Darren: But of course, only…

Boss: Then it’s sorted then.

Apple a day…

DOCTOR: Mr Turnbull, can you please come into the surgery.

MR TURBULL 1: Yes Doctor.

DOCTOR: Do have a seat.

FX: A door closes. A squeaky chair is sat on.

DOCTOR: Well we’ve done blood tests, an MRI and ultra sound and we now have an official diagnosis.

MR TURNBULL 1:  Yes Doctor?

DOCTOR: It would appear that you have two heads.

MR TURNBULL 2: ah der

Doctor: (sternly) Who said that? Ah there you are. I didn’t see you when you weren’t looking at me.

MR TURNBULL 1: With all due respect Doctor, I would have thought that was obvious

DOCTOR: Don’t be arrogant with me young man I’m the professional here.

MR TURNBULL 2: Well can e’ go? I want rid o’ im.

DOCTOR: What? amputate?


DOCTOR:  Well I hadn’t considered that. Are you fully aware how messy that’s going to be? It’s a lot of blood you know. Someone might trip.

MR TURNBULL 2: Appy to take em for a ride. E has to go.

MR TURNBULL 1: Shut up, you should. And where’d you pick that ridiculous accent up from?

MR TURNBULL 2:  Arrr arrr

FX:  Sound of gnashing teeth and then a slap.


MR TURNBULL 1:  Serves you right for trying to bite me.

DOCTOR:  (sternly) Mr Turnbull please. This is a house of medicine.

MR TURNBULL 1: Sorry Doctor, he gets out of control sometimes.

DOCTOR:  Hmmm well I will have to look into the procedure and see who isn’t on holiday to do it. That includes public holidays and general days of feeling a bit peaky. You meanwhile have to decide which head to lose.

MR TURNBULL 2: I ‘ave to stay as I’m the bigger head.

MR TURNBULL 1: But the smaller brain.

FX:  Sound of gnashing teeth and then a slap.

DOCTOR:  Mr Turnbull if you don’t control yourself I am going to send you to the Proctologist as punishment.

MR TURNBULL 1: We’ve already seen him, seems I talk down there as well.

MR TURNBULL 2: Aye Barry’s me friend, despite his breath.

DOCTOR:  Yes well.
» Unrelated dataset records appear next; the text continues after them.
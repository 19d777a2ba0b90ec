use crate::config::Opts;
use crate::section::Section;
use chrono::NaiveDate;

/// One note file: an optional header line and its ordered sections.
///
/// Section order is the order in the text and is never re-derived.
#[derive(Debug, Clone, Default, PartialEq, Eq)]
pub struct Document {
    pub header: String,
    pub sections: Vec<Section>,
}

impl Document {
    pub fn new(header: impl Into<String>, sections: Vec<Section>) -> Self {
        Self {
            header: header.into(),
            sections,
        }
    }

    /// A fresh daily note: the dated header and one empty section per configured name.
    pub fn template(opts: &Opts, date: NaiveDate) -> Self {
        let header = format!(
            "{}{}{}",
            opts.header.prefix,
            date.format(&opts.header.time_format),
            opts.header.suffix
        );
        Self::with_names(header, &opts.section.names)
    }

    /// A fresh monthly archive for the month containing `date`.
    pub fn archive_template(opts: &Opts, date: NaiveDate) -> Self {
        let header = format!(
            "{}{}{}",
            opts.archive.header_prefix,
            date.format(&opts.archive.month_time_format),
            opts.archive.header_suffix
        );
        Self::with_names(header, &opts.section.names)
    }

    fn with_names(header: String, names: &[String]) -> Self {
        let sections = names
            .iter()
            .map(|name| Section::new(name.as_str(), Vec::new()))
            .collect();
        Self::new(header, sections)
    }

    pub fn sections(&self) -> &[Section] {
        &self.sections
    }

    pub fn names(&self) -> Vec<&str> {
        self.sections.iter().map(|s| s.name.as_str()).collect()
    }

    pub fn section(&self, name: &str) -> Option<&Section> {
        self.sections.iter().find(|s| s.name == name)
    }

    pub fn section_mut(&mut self, name: &str) -> Option<&mut Section> {
        self.sections.iter_mut().find(|s| s.name == name)
    }

    pub fn push_section(&mut self, section: Section) {
        self.sections.push(section);
    }

    pub fn remove_section(&mut self, name: &str) -> Option<Section> {
        let pos = self.sections.iter().position(|s| s.name == name)?;
        Some(self.sections.remove(pos))
    }

    /// True when no section holds any content.
    pub fn is_empty(&self) -> bool {
        self.sections.iter().all(Section::is_empty)
    }

    /// Renders the note back to text.
    ///
    /// The header and every section are followed by their configured number of blank
    /// lines, which [`parse_document`](crate::parser::parse_document) drops again.
    pub fn render(&self, opts: &Opts) -> String {
        let mut out = String::new();
        if !self.header.is_empty() {
            out.push_str(&self.header);
            out.push('\n');
            out.push_str(&"\n".repeat(opts.header.trailing_newlines));
        }
        for section in &self.sections {
            out.push_str(&section.render_name(&opts.section.prefix, &opts.section.suffix));
            out.push_str(&section.render_contents());
            out.push_str(&"\n".repeat(opts.section.trailing_newlines));
        }
        out
    }
}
It’s a common complaint. Before I look into it are you sure about surgery? Surely 2 heads are better than 1.

MR TURNBULL 1: Not if I’m stuck with him. You should see his taste in women.

MR TURNBULL 2:  At least I like women.

DOCTOR:  Interesting. Well you’d better go Mr Turnbull, you have some thinking to do.

MR TURNBULL 2: Bit of a no brainer.

MR TURNBULL 1: He was asking us both.

FX:  A very unpleasant sound.

DOCTOR: My word! What was that?

MR TURNBULL 2: Barry’s vote’s wi me.